Give the number of lines in this listing that contain the word "bool", and nothing else.

● ● ● ●

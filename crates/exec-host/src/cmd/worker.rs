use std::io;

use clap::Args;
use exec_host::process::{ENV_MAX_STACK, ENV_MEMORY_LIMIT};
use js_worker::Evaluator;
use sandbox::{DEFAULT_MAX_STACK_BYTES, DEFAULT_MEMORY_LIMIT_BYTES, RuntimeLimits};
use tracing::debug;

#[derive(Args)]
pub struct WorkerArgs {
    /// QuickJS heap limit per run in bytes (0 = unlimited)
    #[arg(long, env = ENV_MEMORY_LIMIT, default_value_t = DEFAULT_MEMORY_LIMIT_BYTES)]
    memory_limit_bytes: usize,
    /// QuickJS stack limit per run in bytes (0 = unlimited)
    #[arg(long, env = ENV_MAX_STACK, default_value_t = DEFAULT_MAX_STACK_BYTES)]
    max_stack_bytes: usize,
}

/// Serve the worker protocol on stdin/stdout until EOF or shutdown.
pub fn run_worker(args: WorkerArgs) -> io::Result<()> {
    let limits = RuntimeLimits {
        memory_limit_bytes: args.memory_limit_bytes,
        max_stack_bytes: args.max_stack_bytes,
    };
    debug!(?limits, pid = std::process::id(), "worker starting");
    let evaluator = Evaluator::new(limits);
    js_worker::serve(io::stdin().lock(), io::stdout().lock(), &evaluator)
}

● ● ● ●

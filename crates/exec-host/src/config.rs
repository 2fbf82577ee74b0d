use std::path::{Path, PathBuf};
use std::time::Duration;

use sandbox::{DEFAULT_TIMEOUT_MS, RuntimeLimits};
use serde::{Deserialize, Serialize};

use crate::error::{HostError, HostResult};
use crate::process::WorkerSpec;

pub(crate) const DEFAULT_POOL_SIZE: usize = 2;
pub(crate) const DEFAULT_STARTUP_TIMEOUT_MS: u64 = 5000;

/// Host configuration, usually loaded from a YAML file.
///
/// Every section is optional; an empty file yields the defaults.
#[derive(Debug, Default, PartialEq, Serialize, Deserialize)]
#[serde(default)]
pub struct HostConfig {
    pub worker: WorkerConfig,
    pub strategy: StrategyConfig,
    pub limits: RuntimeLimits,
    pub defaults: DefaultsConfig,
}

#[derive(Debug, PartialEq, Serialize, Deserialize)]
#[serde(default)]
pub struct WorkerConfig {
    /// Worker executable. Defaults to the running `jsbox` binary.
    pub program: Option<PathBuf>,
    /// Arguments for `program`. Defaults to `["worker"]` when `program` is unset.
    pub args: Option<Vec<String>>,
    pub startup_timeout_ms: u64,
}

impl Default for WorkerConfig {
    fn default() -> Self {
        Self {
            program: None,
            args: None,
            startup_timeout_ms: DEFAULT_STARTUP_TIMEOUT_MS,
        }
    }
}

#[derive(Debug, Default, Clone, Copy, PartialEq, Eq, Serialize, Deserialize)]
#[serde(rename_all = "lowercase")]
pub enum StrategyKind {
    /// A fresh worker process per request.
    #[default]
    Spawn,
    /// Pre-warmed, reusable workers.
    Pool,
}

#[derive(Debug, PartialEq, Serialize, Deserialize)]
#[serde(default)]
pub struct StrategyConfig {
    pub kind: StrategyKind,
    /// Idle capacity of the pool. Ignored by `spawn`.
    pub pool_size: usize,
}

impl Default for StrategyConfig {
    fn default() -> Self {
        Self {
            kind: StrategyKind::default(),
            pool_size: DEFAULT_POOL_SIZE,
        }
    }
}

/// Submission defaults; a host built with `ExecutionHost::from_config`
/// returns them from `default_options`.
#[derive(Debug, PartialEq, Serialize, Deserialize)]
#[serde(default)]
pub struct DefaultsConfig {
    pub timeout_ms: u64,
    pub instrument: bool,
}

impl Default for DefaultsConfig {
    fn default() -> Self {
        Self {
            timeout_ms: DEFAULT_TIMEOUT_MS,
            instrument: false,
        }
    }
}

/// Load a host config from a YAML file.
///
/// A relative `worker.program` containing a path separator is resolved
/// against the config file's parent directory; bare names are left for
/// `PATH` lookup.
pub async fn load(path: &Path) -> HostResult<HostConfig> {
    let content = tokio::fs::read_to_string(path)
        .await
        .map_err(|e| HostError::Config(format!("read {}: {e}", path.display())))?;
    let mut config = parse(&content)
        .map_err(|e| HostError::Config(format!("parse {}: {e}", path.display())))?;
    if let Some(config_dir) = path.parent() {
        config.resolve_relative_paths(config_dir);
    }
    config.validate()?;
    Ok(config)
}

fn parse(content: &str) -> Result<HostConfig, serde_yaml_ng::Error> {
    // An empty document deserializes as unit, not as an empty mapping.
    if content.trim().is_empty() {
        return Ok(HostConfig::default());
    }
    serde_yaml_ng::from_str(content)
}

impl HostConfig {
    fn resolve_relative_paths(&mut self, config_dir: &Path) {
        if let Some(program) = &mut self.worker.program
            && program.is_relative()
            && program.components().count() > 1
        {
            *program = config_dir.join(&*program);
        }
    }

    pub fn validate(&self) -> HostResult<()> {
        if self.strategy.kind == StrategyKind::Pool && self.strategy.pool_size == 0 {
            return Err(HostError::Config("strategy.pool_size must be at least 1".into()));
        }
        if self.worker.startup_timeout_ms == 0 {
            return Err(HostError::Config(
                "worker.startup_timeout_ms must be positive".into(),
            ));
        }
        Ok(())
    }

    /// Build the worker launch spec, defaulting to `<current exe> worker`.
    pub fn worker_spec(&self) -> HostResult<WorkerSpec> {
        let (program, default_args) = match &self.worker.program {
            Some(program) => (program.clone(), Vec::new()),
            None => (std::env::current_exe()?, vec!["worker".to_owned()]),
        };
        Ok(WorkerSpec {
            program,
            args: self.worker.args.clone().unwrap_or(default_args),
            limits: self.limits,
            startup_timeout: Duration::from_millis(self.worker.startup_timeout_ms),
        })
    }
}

● ● ● ●

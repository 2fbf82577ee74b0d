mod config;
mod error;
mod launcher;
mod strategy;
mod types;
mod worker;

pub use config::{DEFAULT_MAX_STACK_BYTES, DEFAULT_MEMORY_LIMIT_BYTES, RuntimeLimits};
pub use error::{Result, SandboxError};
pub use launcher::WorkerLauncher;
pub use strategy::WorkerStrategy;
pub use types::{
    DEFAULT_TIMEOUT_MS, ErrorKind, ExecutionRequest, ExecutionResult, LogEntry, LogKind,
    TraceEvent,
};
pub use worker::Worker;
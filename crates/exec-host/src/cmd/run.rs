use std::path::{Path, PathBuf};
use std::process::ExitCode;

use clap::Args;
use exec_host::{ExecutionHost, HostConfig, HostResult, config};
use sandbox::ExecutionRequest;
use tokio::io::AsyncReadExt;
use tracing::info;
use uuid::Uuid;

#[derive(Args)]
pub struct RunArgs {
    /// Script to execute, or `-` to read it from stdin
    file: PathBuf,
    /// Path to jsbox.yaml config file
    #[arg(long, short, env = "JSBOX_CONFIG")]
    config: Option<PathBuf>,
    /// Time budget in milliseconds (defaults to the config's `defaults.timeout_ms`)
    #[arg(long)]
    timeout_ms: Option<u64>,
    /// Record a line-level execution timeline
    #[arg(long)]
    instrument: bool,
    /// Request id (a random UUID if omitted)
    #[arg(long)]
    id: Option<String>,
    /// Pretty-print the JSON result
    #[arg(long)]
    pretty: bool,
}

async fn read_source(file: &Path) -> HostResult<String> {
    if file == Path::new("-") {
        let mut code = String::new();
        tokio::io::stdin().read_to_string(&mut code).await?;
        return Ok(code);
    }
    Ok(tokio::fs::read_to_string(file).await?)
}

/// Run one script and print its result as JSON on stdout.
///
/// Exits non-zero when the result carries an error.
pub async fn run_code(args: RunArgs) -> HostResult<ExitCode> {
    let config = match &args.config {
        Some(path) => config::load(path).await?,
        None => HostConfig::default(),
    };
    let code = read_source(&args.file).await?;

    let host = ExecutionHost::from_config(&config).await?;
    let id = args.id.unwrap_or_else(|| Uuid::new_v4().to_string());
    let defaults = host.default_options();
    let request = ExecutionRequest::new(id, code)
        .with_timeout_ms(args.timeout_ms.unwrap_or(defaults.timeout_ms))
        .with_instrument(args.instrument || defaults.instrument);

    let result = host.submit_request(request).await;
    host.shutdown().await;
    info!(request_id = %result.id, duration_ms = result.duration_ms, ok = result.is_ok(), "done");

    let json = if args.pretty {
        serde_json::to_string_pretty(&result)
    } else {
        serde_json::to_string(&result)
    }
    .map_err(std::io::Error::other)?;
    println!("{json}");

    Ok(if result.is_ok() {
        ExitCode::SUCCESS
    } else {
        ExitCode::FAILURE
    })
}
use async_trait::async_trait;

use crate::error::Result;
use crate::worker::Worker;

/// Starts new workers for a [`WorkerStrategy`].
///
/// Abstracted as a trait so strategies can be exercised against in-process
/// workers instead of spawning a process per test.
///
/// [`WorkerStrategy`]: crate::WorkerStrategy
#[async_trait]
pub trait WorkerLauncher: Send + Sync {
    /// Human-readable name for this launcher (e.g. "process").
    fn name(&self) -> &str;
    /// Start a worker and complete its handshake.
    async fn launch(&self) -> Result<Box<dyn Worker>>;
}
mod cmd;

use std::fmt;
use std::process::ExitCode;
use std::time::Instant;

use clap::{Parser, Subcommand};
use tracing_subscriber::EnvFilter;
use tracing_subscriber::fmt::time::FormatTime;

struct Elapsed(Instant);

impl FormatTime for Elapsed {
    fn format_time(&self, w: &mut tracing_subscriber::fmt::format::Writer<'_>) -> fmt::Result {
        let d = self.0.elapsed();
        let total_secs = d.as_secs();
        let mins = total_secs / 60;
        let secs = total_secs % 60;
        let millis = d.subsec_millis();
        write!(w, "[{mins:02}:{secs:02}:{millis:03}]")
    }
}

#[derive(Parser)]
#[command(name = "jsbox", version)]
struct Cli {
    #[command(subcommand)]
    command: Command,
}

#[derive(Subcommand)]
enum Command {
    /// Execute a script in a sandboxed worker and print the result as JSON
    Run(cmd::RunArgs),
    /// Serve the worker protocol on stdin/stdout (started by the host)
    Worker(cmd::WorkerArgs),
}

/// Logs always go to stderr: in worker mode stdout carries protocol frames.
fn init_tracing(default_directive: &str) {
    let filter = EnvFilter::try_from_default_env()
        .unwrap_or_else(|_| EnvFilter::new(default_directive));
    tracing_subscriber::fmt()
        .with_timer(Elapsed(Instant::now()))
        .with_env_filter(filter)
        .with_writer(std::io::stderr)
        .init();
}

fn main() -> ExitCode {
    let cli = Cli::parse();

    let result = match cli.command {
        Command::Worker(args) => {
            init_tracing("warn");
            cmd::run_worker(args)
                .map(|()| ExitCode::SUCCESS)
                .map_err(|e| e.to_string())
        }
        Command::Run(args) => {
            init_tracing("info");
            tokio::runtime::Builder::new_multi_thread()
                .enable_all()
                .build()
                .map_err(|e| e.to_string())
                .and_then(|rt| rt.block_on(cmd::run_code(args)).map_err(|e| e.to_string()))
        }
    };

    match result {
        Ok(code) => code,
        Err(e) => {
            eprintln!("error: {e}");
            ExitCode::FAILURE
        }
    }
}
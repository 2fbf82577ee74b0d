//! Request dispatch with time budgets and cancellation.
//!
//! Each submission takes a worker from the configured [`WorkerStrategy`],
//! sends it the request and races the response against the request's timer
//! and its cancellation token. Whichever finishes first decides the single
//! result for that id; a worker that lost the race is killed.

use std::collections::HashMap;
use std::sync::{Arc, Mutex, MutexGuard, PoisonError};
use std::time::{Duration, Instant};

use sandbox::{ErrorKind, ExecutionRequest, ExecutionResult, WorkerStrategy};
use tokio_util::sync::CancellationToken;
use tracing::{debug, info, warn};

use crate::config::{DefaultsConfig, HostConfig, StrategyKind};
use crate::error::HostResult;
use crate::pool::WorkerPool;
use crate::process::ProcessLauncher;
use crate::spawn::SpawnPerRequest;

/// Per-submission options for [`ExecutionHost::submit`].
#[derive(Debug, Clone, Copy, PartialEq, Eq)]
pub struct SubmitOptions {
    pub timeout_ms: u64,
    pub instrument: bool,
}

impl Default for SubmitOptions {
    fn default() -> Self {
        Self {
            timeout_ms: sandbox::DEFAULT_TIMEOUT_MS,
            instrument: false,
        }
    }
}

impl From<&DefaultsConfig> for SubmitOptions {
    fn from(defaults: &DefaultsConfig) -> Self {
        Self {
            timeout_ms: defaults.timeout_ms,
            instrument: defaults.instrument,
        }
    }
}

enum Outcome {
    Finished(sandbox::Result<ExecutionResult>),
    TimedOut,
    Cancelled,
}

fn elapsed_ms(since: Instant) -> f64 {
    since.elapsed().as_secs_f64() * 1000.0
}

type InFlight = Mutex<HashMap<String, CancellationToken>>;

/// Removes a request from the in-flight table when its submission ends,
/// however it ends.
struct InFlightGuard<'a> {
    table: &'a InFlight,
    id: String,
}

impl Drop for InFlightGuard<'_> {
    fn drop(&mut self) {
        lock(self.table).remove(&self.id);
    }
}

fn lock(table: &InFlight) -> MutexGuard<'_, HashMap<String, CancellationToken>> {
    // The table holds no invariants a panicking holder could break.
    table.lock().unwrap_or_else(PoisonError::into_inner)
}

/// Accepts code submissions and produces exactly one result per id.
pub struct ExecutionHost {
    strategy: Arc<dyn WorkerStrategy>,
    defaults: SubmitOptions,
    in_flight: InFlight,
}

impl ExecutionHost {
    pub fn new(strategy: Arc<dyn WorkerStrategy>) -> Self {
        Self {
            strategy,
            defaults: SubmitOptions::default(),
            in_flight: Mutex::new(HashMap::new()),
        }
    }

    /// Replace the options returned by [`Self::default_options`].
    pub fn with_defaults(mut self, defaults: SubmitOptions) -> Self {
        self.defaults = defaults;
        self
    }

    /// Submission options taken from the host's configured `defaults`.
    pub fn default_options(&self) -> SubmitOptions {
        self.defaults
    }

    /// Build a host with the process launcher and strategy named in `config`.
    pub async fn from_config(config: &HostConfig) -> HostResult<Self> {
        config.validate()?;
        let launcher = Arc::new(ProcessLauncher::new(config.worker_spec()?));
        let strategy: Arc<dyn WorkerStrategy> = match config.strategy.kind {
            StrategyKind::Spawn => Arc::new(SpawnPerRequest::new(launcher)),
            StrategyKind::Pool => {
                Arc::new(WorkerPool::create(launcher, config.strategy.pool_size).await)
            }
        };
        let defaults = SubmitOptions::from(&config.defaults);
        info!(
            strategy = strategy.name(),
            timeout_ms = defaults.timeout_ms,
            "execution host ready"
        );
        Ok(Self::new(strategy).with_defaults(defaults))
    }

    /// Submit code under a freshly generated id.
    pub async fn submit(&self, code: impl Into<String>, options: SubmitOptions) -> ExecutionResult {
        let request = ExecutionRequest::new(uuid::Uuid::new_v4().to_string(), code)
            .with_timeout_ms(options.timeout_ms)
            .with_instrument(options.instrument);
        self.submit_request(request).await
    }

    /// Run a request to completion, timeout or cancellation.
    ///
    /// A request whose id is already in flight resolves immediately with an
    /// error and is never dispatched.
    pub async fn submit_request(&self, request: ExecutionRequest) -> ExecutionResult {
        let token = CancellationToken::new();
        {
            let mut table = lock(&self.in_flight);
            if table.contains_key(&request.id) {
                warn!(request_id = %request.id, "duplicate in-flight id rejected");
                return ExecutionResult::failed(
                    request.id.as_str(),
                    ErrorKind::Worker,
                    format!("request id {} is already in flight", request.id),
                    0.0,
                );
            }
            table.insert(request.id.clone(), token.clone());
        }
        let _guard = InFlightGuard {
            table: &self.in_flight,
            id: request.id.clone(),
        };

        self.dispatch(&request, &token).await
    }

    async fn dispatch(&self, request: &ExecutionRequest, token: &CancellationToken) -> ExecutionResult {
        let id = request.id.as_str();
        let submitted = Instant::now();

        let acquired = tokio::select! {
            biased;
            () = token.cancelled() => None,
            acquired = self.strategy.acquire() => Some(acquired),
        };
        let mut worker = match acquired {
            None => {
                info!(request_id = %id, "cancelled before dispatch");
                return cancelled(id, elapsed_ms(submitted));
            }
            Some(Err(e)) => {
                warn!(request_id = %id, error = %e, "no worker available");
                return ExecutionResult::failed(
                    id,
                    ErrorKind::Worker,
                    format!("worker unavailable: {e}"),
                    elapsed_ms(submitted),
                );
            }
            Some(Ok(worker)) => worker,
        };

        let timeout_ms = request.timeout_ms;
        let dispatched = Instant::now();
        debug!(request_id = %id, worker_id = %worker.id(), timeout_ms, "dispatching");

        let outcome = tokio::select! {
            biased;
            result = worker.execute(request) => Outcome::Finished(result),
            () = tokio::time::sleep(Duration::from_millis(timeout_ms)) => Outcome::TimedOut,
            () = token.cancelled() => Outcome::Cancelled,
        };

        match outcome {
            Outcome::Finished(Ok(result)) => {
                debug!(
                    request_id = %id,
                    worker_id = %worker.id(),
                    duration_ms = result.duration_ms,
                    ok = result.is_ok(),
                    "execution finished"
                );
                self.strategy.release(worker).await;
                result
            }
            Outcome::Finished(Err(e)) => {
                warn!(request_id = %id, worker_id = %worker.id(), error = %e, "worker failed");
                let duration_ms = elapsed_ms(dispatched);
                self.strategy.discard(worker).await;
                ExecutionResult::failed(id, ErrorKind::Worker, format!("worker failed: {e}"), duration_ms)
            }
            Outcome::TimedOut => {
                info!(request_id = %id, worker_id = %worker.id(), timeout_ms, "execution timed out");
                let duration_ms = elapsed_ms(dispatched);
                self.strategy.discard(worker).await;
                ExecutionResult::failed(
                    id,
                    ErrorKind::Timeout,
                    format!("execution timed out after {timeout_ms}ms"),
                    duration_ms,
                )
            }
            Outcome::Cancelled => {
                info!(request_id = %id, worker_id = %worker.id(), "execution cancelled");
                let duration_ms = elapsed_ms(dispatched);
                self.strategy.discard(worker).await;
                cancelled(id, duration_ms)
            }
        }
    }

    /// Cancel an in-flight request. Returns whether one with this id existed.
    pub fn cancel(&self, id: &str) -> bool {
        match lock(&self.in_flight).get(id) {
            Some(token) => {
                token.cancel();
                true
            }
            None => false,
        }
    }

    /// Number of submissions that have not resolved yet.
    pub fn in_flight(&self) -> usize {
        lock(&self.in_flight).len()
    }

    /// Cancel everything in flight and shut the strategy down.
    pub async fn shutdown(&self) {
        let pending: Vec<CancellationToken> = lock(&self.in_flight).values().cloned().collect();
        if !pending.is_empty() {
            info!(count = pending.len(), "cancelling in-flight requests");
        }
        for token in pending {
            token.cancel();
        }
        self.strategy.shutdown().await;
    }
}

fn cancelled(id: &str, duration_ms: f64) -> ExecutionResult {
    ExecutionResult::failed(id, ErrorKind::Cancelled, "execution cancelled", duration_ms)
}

● ● ● ●

TASK ANSWER
5